Problem details —
Gather every line below where "PreformattedBlock" appears.

Provided records —

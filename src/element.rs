//! Element stream vocabulary.
//!
//! The parser emits a flat sequence of open/close markers plus self-contained
//! leaf markers (`Text`, `LineBreak`, `EmptyLine`). The stream is not a tree:
//! consumers track nesting themselves.

use std::fmt;

use serde::Serialize;

#[derive(Debug, Clone, Copy, PartialEq, Eq, Hash, Serialize)]
#[serde(rename_all = "snake_case")]
pub enum Tag {
    // Blocks
    Header,
    PreformattedBlock,
    Quote,
    UnorderedList,
    OrderedList,
    ListItem,
    Table,
    TableHeaderRow,
    TableRow,
    TableCell,

    // Inline
    Strong,
    Emphasis,
    Strikethrough,
    LinkCaption,
    LinkUrl,

    // Leaves
    Text,
    LineBreak,
    EmptyLine,
}

impl Tag {
    /// Leaf tags never receive a closing marker.
    pub fn is_leaf(self) -> bool {
        matches!(self, Tag::Text | Tag::LineBreak | Tag::EmptyLine)
    }

    pub fn is_list(self) -> bool {
        matches!(self, Tag::UnorderedList | Tag::OrderedList)
    }

    pub fn name(self) -> &'static str {
        match self {
            Tag::Header => "HEADER",
            Tag::PreformattedBlock => "PRE",
            Tag::Quote => "QUOTE",
            Tag::UnorderedList => "UL",
            Tag::OrderedList => "OL",
            Tag::ListItem => "LI",
            Tag::Table => "TABLE",
            Tag::TableHeaderRow => "TABLEHEADER",
            Tag::TableRow => "TABLEROW",
            Tag::TableCell => "TABLECELL",
            Tag::Strong => "STRONG",
            Tag::Emphasis => "EMPHASIS",
            Tag::Strikethrough => "STRIKETHROUGH",
            Tag::LinkCaption => "URLCAPTION",
            Tag::LinkUrl => "URL",
            Tag::Text => "TEXT",
            Tag::LineBreak => "LINEBREAK",
            Tag::EmptyLine => "EMPTYLINE",
        }
    }
}

impl fmt::Display for Tag {
    fn fmt(&self, f: &mut fmt::Formatter<'_>) -> fmt::Result {
        f.write_str(self.name())
    }
}

#[derive(Debug, Clone, PartialEq, Eq, Serialize)]
pub struct Element {
    pub tag: Tag,
    /// Header level, or list indentation (raw width before normalization,
    /// nesting depth after).
    pub level: usize,
    pub closing: bool,
    pub value: String,
}

impl Element {
    pub fn open(tag: Tag) -> Self {
        Self {
            tag,
            level: 0,
            closing: false,
            value: String::new(),
        }
    }

    pub fn close(tag: Tag) -> Self {
        Self {
            closing: true,
            ..Self::open(tag)
        }
    }

    pub fn text(value: impl Into<String>) -> Self {
        Self {
            value: value.into(),
            ..Self::open(Tag::Text)
        }
    }

    pub fn with_level(mut self, level: usize) -> Self {
        self.level = level;
        self
    }

    pub fn with_value(mut self, value: impl Into<String>) -> Self {
        self.value = value.into();
        self
    }

    pub fn is_open(&self, tag: Tag) -> bool {
        self.tag == tag && !self.closing
    }

    pub fn is_close(&self, tag: Tag) -> bool {
        self.tag == tag && self.closing
    }

    fn shows_level(&self) -> bool {
        match self.tag {
            Tag::Header => true,
            Tag::ListItem | Tag::UnorderedList => !self.closing,
            _ => false,
        }
    }
}

/// One-line dump: `/` prefix for closing markers, `(level)` where the level is
/// meaningful and the quoted value for text.
impl fmt::Display for Element {
    fn fmt(&self, f: &mut fmt::Formatter<'_>) -> fmt::Result {
        if self.closing {
            f.write_str("/")?;
        }
        write!(f, "{}", self.tag)?;
        if self.shows_level() {
            write!(f, "({})", self.level)?;
        }
        if self.tag == Tag::Text {
            write!(f, " {:?}", self.value)?;
        }
        Ok(())
    }
}

/// Render a stream as one element per line.
pub fn dump(elements: &[Element]) -> String {
    let mut out = String::new();
    for element in elements {
        out.push_str(&element.to_string());
        out.push('\n');
    }
    out
}
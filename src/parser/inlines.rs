//! Inline spans: emphasis/strong, links and strikethrough.

use super::MarkupParser;
use super::cursor::{is_blank_kind, is_space_run, next_kind, previous_kind};
use crate::element::{Element, Tag};
use crate::token::TokenKind;

/// Tags toggled by an `*`/`_` run of the given length, outermost first.
fn emphasis_tags(count: usize) -> &'static [Tag] {
    match count {
        1 => &[Tag::Emphasis],
        2 => &[Tag::Strong],
        _ => &[Tag::Strong, Tag::Emphasis],
    }
}

impl MarkupParser<'_> {
    pub(super) fn try_parse_emphasis(&mut self) -> bool {
        let token = self.token();
        if !matches!(token.kind, TokenKind::Asterisk | TokenKind::Underscore)
            || self.open.in_preformatted()
        {
            return false;
        }

        let tags = emphasis_tags(token.count);
        let prev = previous_kind(self.tokens, self.pos);
        let next = next_kind(self.tokens, self.pos);

        let any_open = tags.iter().any(|&tag| self.open.inlines.is_open(tag));
        if any_open && !is_blank_kind(prev) {
            for &tag in tags.iter().rev() {
                if self.open.inlines.is_open(tag) {
                    self.open.inlines.set(tag, false);
                    self.emit(Element::close(tag));
                }
            }
            return true;
        }

        let any_closed = tags.iter().any(|&tag| !self.open.inlines.is_open(tag));
        if any_closed && next.is_some() && !is_blank_kind(next) {
            for &tag in tags {
                if !self.open.inlines.is_open(tag) {
                    self.open.inlines.set(tag, true);
                    self.emit(Element::open(tag));
                }
            }
            return true;
        }

        log::trace!("Dropping unflanked {} run at token {}", token.kind, self.pos);
        true
    }

    /// `[caption](url)`. The caption and URL are emitted as separate spans;
    /// pairing them is left to the consumer.
    pub(super) fn try_parse_link(&mut self) -> bool {
        let inlines = &mut self.open.inlines;
        let element = match self.tokens[self.pos].kind {
            TokenKind::LeftBracket if !inlines.caption => {
                inlines.caption = true;
                Element::open(Tag::LinkCaption).with_value("[")
            }
            TokenKind::RightBracket if inlines.caption => {
                inlines.caption = false;
                inlines.expect_url = true;
                Element::close(Tag::LinkCaption).with_value("]")
            }
            TokenKind::LeftParen if inlines.expect_url && !inlines.url => {
                inlines.url = true;
                inlines.expect_url = false;
                Element::open(Tag::LinkUrl).with_value("(")
            }
            TokenKind::RightParen if inlines.url => {
                inlines.url = false;
                Element::close(Tag::LinkUrl).with_value(")")
            }
            _ => return false,
        };
        self.emit(element);
        true
    }

    /// `-` delimited span. Dashes inside table cells are always text.
    pub(super) fn try_parse_strikethrough(&mut self) -> bool {
        if self.token().kind != TokenKind::Dash || self.open.cell_open() {
            return false;
        }

        let open = self.open.inlines.strikethrough;
        if !open {
            let next = next_kind(self.tokens, self.pos);
            if next.is_none() || is_space_run(next) {
                return false;
            }
            self.open.inlines.strikethrough = true;
            self.emit(Element::open(Tag::Strikethrough));
            return true;
        }

        if is_space_run(previous_kind(self.tokens, self.pos)) {
            return false;
        }
        self.open.inlines.strikethrough = false;
        self.emit(Element::close(Tag::Strikethrough));
        true
    }
}
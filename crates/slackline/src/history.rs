//! Decoding of channel history responses.
//!
//! Expected body:
//!
//! ```text
//! { "ok": true, "messages": [ { "user": "U1", "text": "hi", "ts": 1700000000 } ] }
//! ```

use serde::Deserialize;
use tracing::debug;

use crate::error::{DecodeError, Result};
use crate::message::{History, Message, Timestamp, TimestampToken};
use crate::response::check_ok;

/// Message carried by [`crate::Error::RemoteApi`] when a history fetch fails.
pub const FETCH_FAILED: &str = "failed to fetch messages";

#[derive(Debug, Deserialize)]
struct HistoryBody {
    messages: Option<Vec<RawMessage>>,
}

#[derive(Debug, Deserialize)]
struct RawMessage {
    user: Option<String>,
    text: Option<String>,
    ts: Option<TimestampToken>,
}

impl TryFrom<RawMessage> for Message {
    type Error = DecodeError;

    fn try_from(raw: RawMessage) -> std::result::Result<Self, Self::Error> {
        let user = raw.user.ok_or(DecodeError::MissingField("user"))?;
        let text = raw.text.ok_or(DecodeError::MissingField("text"))?;
        let ts = raw.ts.ok_or(DecodeError::MissingField("ts"))?;
        Ok(Self::new(user, text, Timestamp::try_from(ts)?))
    }
}

/// Parses a history response body.
///
/// Messages keep the order of the response array.
///
/// # Errors
///
/// Returns [`crate::Error::Decode`] if the body is not JSON or an entry lacks
/// `user`, `text` or a valid `ts`, and [`crate::Error::RemoteApi`] if the `ok`
/// flag is missing or false.
pub fn parse(body: &[u8]) -> Result<History> {
    let body: HistoryBody = check_ok(body, FETCH_FAILED)?;
    let messages = body
        .messages
        .ok_or(DecodeError::MissingField("messages"))?
        .into_iter()
        .map(Message::try_from)
        .collect::<std::result::Result<Vec<_>, _>>()?;

    debug!(count = messages.len(), "Parsed channel history");
    Ok(History::new(messages))
}

/// Reads the body of a history response and parses it.
///
/// # Errors
///
/// Returns [`crate::Error::Transport`] if the body cannot be read, otherwise
/// the same errors as [`parse`].
pub async fn parse_response(response: reqwest::Response) -> Result<History> {
    let body = response.bytes().await?;
    parse(&body)
}

#[cfg(test)]
#[allow(clippy::unwrap_used, clippy::unreadable_literal)]
mod tests {
    use super::*;
    use crate::Error;

    const ONE_MESSAGE: &[u8] =
        br#"{"ok": true, "messages": [{"user":"U1","text":"hi","ts":1700000000}]}"#;

    #[test]
    fn test_single_message() {
        let history = parse(ONE_MESSAGE).unwrap();

        assert_eq!(history.len(), 1);
        let message = &history.messages()[0];
        assert_eq!(message.user(), "U1");
        assert_eq!(message.text(), "hi");
        assert_eq!(message.timestamp().seconds(), 1700000000);
        assert_eq!(message.timestamp().to_string(), "1700000000");
        assert_eq!(message.formatted_time(), message.timestamp().format_local());
    }

    #[test]
    fn test_not_ok() {
        let err = parse(br#"{"ok": false}"#).unwrap_err();
        match err {
            Error::RemoteApi { message, code } => {
                assert_eq!(message, FETCH_FAILED);
                assert!(code.is_none());
            }
            other => panic!("unexpected error: {other}"),
        }
    }

    #[test]
    fn test_not_ok_ignores_messages() {
        let body = br#"{"ok": false, "error": "channel_not_found", "messages": [{"user": "U1"}]}"#;
        let err = parse(body).unwrap_err();
        assert_eq!(err.api_code(), Some("channel_not_found"));
    }

    #[test]
    fn test_empty_history() {
        let history = parse(br#"{"ok": true, "messages": []}"#).unwrap();
        assert!(history.is_empty());
    }

    #[test]
    fn test_order_preserved() {
        let history = parse(
            br#"{"ok": true, "messages": [
                {"user": "U3", "text": "c", "ts": "1700000300.000000"},
                {"user": "U1", "text": "a", "ts": "1700000100.000000"},
                {"user": "U2", "text": "b", "ts": "1700000200.000000"}
            ]}"#,
        )
        .unwrap();

        let texts: Vec<_> = history.iter().map(Message::text).collect();
        assert_eq!(texts, ["c", "a", "b"]);
    }

    #[test]
    fn test_extra_fields_ignored() {
        let history = parse(
            br#"{"ok": true, "has_more": true, "messages": [
                {"type": "message", "user": "U1", "text": "hi", "ts": "1.0", "reactions": []}
            ]}"#,
        )
        .unwrap();
        assert_eq!(history.len(), 1);
    }

    fn missing_field(body: &str) -> &'static str {
        match parse(body.as_bytes()).unwrap_err() {
            Error::Decode(DecodeError::MissingField(name)) => name,
            other => panic!("unexpected error: {other}"),
        }
    }

    #[test]
    fn test_missing_field_named() {
        assert_eq!(
            missing_field(r#"{"ok": true, "messages": [{"text": "hi", "ts": 1}]}"#),
            "user"
        );
        assert_eq!(
            missing_field(r#"{"ok": true, "messages": [{"user": "U1", "ts": 1}]}"#),
            "text"
        );
        assert_eq!(
            missing_field(r#"{"ok": true, "messages": [{"user": "U1", "text": "hi"}]}"#),
            "ts"
        );
        assert_eq!(missing_field(r#"{"ok": true}"#), "messages");
    }

    #[test]
    fn test_invalid_ts() {
        let body = br#"{"ok": true, "messages": [{"user":"U1","text":"hi","ts":"soon"}]}"#;
        let err = parse(body).unwrap_err();
        assert!(matches!(
            err,
            Error::Decode(DecodeError::InvalidField { field: "ts", .. })
        ));
    }

    #[test]
    fn test_malformed_json() {
        let err = parse(b"not json").unwrap_err();
        assert!(matches!(err, Error::Decode(DecodeError::Json(_))));
    }

    #[test]
    fn test_parse_is_repeatable() {
        assert_eq!(parse(ONE_MESSAGE).unwrap(), parse(ONE_MESSAGE).unwrap());
    }
}
//! Client configuration.

use std::time::Duration;

use url::Url;

use crate::error::{Error, Result};

/// Slack Web API base URL.
pub const DEFAULT_BASE_URL: &str = "https://slack.com/api/";

const DEFAULT_CONNECT_TIMEOUT: Duration = Duration::from_secs(30);
const DEFAULT_TIMEOUT: Duration = Duration::from_secs(60);

/// HTTP client configuration.
#[derive(Debug, Clone)]
pub struct ClientConfig {
    /// API base URL. Always ends with `/` so method names join onto it.
    pub base_url: Url,
    /// TCP connect timeout.
    pub connect_timeout: Duration,
    /// Whole-request timeout.
    pub timeout: Duration,
    /// `User-Agent` header value.
    pub user_agent: String,
}

impl ClientConfig {
    /// Creates the default configuration for `https://slack.com/api/`.
    ///
    /// # Errors
    ///
    /// Returns an error if URL parsing fails.
    pub fn new() -> Result<Self> {
        Self::builder().build()
    }

    /// Creates a configuration builder.
    #[must_use]
    pub fn builder() -> ClientConfigBuilder {
        ClientConfigBuilder::new()
    }
}

/// Builder for [`ClientConfig`].
#[derive(Debug, Clone)]
pub struct ClientConfigBuilder {
    base_url: String,
    connect_timeout: Duration,
    timeout: Duration,
    user_agent: String,
}

impl ClientConfigBuilder {
    /// Creates a builder with default settings.
    #[must_use]
    pub fn new() -> Self {
        Self {
            base_url: DEFAULT_BASE_URL.to_string(),
            connect_timeout: DEFAULT_CONNECT_TIMEOUT,
            timeout: DEFAULT_TIMEOUT,
            user_agent: concat!("slackline/", env!("CARGO_PKG_VERSION")).to_string(),
        }
    }

    /// Sets the API base URL (e.g. a proxy or a test server).
    #[must_use]
    pub fn base_url(mut self, url: impl Into<String>) -> Self {
        self.base_url = url.into();
        self
    }

    /// Sets the connect timeout.
    #[must_use]
    pub const fn connect_timeout(mut self, timeout: Duration) -> Self {
        self.connect_timeout = timeout;
        self
    }

    /// Sets the whole-request timeout.
    #[must_use]
    pub const fn timeout(mut self, timeout: Duration) -> Self {
        self.timeout = timeout;
        self
    }

    /// Sets the `User-Agent` header.
    #[must_use]
    pub fn user_agent(mut self, user_agent: impl Into<String>) -> Self {
        self.user_agent = user_agent.into();
        self
    }

    /// Builds the configuration.
    ///
    /// # Errors
    ///
    /// Returns an error if the base URL does not parse, is not HTTP(S), or a
    /// timeout is zero.
    pub fn build(self) -> Result<ClientConfig> {
        let mut base_url = Url::parse(&self.base_url)?;
        if !matches!(base_url.scheme(), "http" | "https") {
            return Err(Error::InvalidConfig(format!(
                "unsupported base URL scheme: {}",
                base_url.scheme()
            )));
        }
        if !base_url.path().ends_with('/') {
            let path = format!("{}/", base_url.path());
            base_url.set_path(&path);
        }

        if self.connect_timeout.is_zero() || self.timeout.is_zero() {
            return Err(Error::InvalidConfig("timeouts must be non-zero".into()));
        }

        Ok(ClientConfig {
            base_url,
            connect_timeout: self.connect_timeout,
            timeout: self.timeout,
            user_agent: self.user_agent,
        })
    }
}

impl Default for ClientConfigBuilder {
    fn default() -> Self {
        Self::new()
    }
}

Answer below —
    PreformattedBlock,
            Tag::PreformattedBlock => "PRE",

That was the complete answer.